- **EXERCISE DIRECTIONS**
Filter the lines below, copying only those with the string "Some".

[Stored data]

◇ ◇ ◇ ◇ ◇

#[cfg(test)]
mod tests {
    use crate::ast::*;
    use crate::parse;

    fn expr(source: &str) -> Expr {
        let module = parse(source).unwrap();
        match module.body.into_iter().next().map(|s| s.kind) {
            Some(StmtKind::Expr(e)) => e,
            Some(StmtKind::Assign { value, .. }) => value,
            other => panic!("expected expression statement, got {other:?}"),
        }
    }

    fn bin(left: Expr, op: BinOp, right: Expr) -> Expr {
        Expr::BinOp {
            left: Box::new(left),
            op,
            right: Box::new(right),
        }
    }

    /// Deeply nested sources recurse past the default test thread stack.
    fn parse_on_large_stack(source: String) -> Result<Module, crate::CompileError> {
        // The AST uses `Rc`, so it is not `Send`. The worker thread has exited by the
        // time the result is unwrapped and the parser keeps no thread-local state, so
        // every `Rc` in the result is uniquely owned by it and moving it is sound.
        struct SendBox(Result<Module, crate::CompileError>);
        unsafe impl Send for SendBox {}
        std::thread::Builder::new()
            .stack_size(64 * 1024 * 1024)
            .spawn(move || SendBox(parse(&source)))
            .unwrap()
            .join()
            .unwrap()
            .0
    }

    #[test]
    fn arithmetic_precedence() {
        assert_eq!(
            expr("1 + 2 * 3"),
            bin(Expr::int(1), BinOp::Add, bin(Expr::int(2), BinOp::Mul, Expr::int(3)))
        );
        assert_eq!(
            expr("10 - 4 - 3"),
            bin(bin(Expr::int(10), BinOp::Sub, Expr::int(4)), BinOp::Sub, Expr::int(3))
        );
    }

    #[test]
    fn power_is_right_associative_and_binds_tighter_than_minus() {
        let e = expr("-2 ** 3 ** 2");
        let Expr::UnaryOp { op: UnaryOp::Neg, operand } = e else {
            panic!("expected negation");
        };
        assert_eq!(
            *operand,
            bin(Expr::int(2), BinOp::Pow, bin(Expr::int(3), BinOp::Pow, Expr::int(2)))
        );
    }

    #[test]
    fn chained_comparison_and_negated_membership() {
        let Expr::Compare { ops, .. } = expr("a < b <= c") else {
            panic!("expected comparison");
        };
        assert_eq!(ops.iter().map(|(op, _)| *op).collect::<Vec<_>>(), vec![CmpOp::Lt, CmpOp::Le]);

        let Expr::Compare { ops, .. } = expr("x not in ys") else {
            panic!("expected comparison");
        };
        assert_eq!(ops[0].0, CmpOp::NotIn);

        let Expr::Compare { ops, .. } = expr("x is not None") else {
            panic!("expected comparison");
        };
        assert_eq!(ops[0].0, CmpOp::IsNot);
    }

    #[test]
    fn boolean_operators_flatten() {
        let Expr::BoolOp { op, values } = expr("a or b or not c") else {
            panic!("expected boolean op");
        };
        assert_eq!(op, BoolOp::Or);
        assert_eq!(values.len(), 3);
        assert_eq!(values[0], Expr::name("a"));

        let Expr::BoolOp { op, values } = expr("a and b or c") else {
            panic!("expected boolean op");
        };
        assert_eq!(op, BoolOp::Or);
        assert!(matches!(&values[0], Expr::BoolOp { op: BoolOp::And, .. }));
    }

    #[test]
    fn conditional_expression() {
        let Expr::IfExp { test, body, .. } = expr("a if c else b") else {
            panic!("expected conditional");
        };
        assert_eq!(*test, Expr::name("c"));
        assert_eq!(*body, Expr::name("a"));
    }

    #[test]
    fn displays() {
        assert_eq!(expr("()"), Expr::Tuple(vec![]));
        assert_eq!(expr("(1,)"), Expr::Tuple(vec![Expr::int(1)]));
        assert_eq!(expr("(1)"), Expr::int(1));
        assert_eq!(expr("[1, 2,]"), Expr::List(vec![Expr::int(1), Expr::int(2)]));
        assert_eq!(expr("{}"), Expr::Dict(vec![]));
        assert_eq!(expr("{1}"), Expr::Set(vec![Expr::int(1)]));
        assert!(matches!(expr("{'a': 1, 'b': 2}"), Expr::Dict(pairs) if pairs.len() == 2));
        assert!(matches!(expr("[*xs, 1]"), Expr::List(items) if matches!(items[0], Expr::Starred(_))));
        assert!(parse("{**d}\n").is_err());
        assert!(parse("(*xs)\n").is_err());
    }

    #[test]
    fn comprehensions() {
        let Expr::Comprehension { kind, generators, .. } = expr("[x * y for x in xs if x for y in ys]")
        else {
            panic!("expected comprehension");
        };
        assert_eq!(kind, CompKind::List);
        assert_eq!(generators.len(), 2);
        assert_eq!(generators[0].ifs.len(), 1);
        assert!(generators[1].ifs.is_empty());

        assert!(matches!(expr("{k: v for k, v in items}"), Expr::DictComp { .. }));
        assert!(matches!(
            expr("{x for x in xs}"),
            Expr::Comprehension { kind: CompKind::Set, .. }
        ));
        assert!(matches!(
            expr("(x for x in xs)"),
            Expr::Comprehension { kind: CompKind::Generator, .. }
        ));
    }

    #[test]
    fn generator_argument_without_parentheses() {
        let Expr::Call { args, .. } = expr("sum(x for x in xs)") else {
            panic!("expected call");
        };
        assert_eq!(args.len(), 1);
        assert!(matches!(
            &args[0],
            Arg::Positional(Expr::Comprehension { kind: CompKind::Generator, .. })
        ));
    }

    #[test]
    fn call_arguments() {
        let Expr::Call { args, .. } = expr("f(a, *rest, key=1, **opts)") else {
            panic!("expected call");
        };
        assert!(matches!(args[0], Arg::Positional(_)));
        assert!(matches!(args[1], Arg::Star(_)));
        assert!(matches!(&args[2], Arg::Keyword(name, _) if name == "key"));
        assert!(matches!(args[3], Arg::DoubleStar(_)));

        let err = parse("f(key=1, 2)\n").unwrap_err();
        assert!(err.message.contains("positional argument follows keyword argument"));
    }

    #[test]
    fn slices() {
        let Expr::Subscript { index, .. } = expr("xs[1:]") else {
            panic!("expected subscript");
        };
        assert!(matches!(*index, Expr::Slice { lower: Some(_), upper: None, step: None }));

        let Expr::Subscript { index, .. } = expr("xs[::-1]") else {
            panic!("expected subscript");
        };
        assert!(matches!(*index, Expr::Slice { lower: None, upper: None, step: Some(_) }));

        let Expr::Subscript { index, .. } = expr("xs[:n]") else {
            panic!("expected subscript");
        };
        assert!(matches!(*index, Expr::Slice { lower: None, upper: Some(_), step: None }));

        let Expr::Subscript { index, .. } = expr("grid[i, j]") else {
            panic!("expected subscript");
        };
        assert!(matches!(*index, Expr::Tuple(ref items) if items.len() == 2));
    }

    #[test]
    fn lambda_with_default() {
        let Expr::Lambda(def) = expr("lambda a, b=1: a + b") else {
            panic!("expected lambda");
        };
        assert_eq!(def.params.positional.len(), 2);
        assert_eq!(def.line, 1);

        let Expr::Lambda(def) = expr("lambda: 0") else {
            panic!("expected lambda");
        };
        assert!(def.params.positional.is_empty());
    }

    #[test]
    fn adjacent_strings_concatenate() {
        assert_eq!(expr("'ab' 'cd'"), Expr::Constant(Constant::Str("abcd".into())));
        let Expr::FString(parts) = expr("'n=' f'{n}'") else {
            panic!("expected f-string");
        };
        assert_eq!(parts[0], FStringPart::Literal("n=".into()));
        assert!(matches!(parts[1], FStringPart::Field { .. }));
    }

    #[test]
    fn attribute_chains() {
        let e = expr("a.b.c()");
        let Expr::Call { func, .. } = e else {
            panic!("expected call");
        };
        assert!(matches!(*func, Expr::Attribute { ref attr, .. } if attr == "c"));
    }

    #[test]
    fn starred_assignment_target() {
        let module = parse("first, *rest = xs\n").unwrap();
        let StmtKind::Assign { targets, .. } = &module.body[0].kind else {
            panic!("expected assignment");
        };
        let Expr::Tuple(items) = &targets[0] else {
            panic!("expected tuple target");
        };
        assert!(matches!(items[1], Expr::Starred(_)));
    }

    #[test]
    fn unsupported_expressions_are_rejected() {
        assert!(parse("(y := 1)\n").is_err());
        assert!(parse("x = a @ b\n").is_err());
        assert!(parse("x = ...\n").is_err());
        assert!(parse("def f(a, *, b):\n    pass\n").is_err());
        assert!(parse("def f(a, /):\n    pass\n").is_err());
    }

    #[test]
    fn moderate_nesting_is_accepted() {
        let source = format!("x = {}1{}\n", "(".repeat(150), ")".repeat(150));
        let module = parse_on_large_stack(source).unwrap();
        assert!(matches!(&module.body[0].kind, StmtKind::Assign { value, .. } if *value == Expr::int(1)));
    }

    #[test]
    fn too_many_parentheses_is_a_syntax_error() {
        let source = format!("x = {}1{}\n", "(".repeat(1000), ")".repeat(1000));
        let err = parse_on_large_stack(source).unwrap_err();
        assert_eq!(err.kind, crate::CompileErrorKind::Syntax);
        assert_eq!(err.message, "too many nested parentheses");

        let source = format!("x = {}1{}\n", "[".repeat(300), "]".repeat(300));
        let err = parse_on_large_stack(source).unwrap_err();
        assert_eq!(err.message, "too many nested parentheses");
    }

    #[test]
    fn long_unary_chains_are_cut_off() {
        let source = format!("x = {}1\n", "-".repeat(5000));
        let err = parse_on_large_stack(source).unwrap_err();
        assert!(err.message.contains("too deeply nested"), "{err}");
    }
}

◇ ◇ ◇ ◇ ◇

- **EXERCISE RESPONSE**
            Some(StmtKind::Expr(e)) => e,
            Some(StmtKind::Assign { value, .. }) => value,
        assert!(matches!(*index, Expr::Slice { lower: Some(_), upper: None, step: None }));
        assert!(matches!(*index, Expr::Slice { lower: None, upper: None, step: Some(_) }));
        assert!(matches!(*index, Expr::Slice { lower: None, upper: Some(_), step: None }));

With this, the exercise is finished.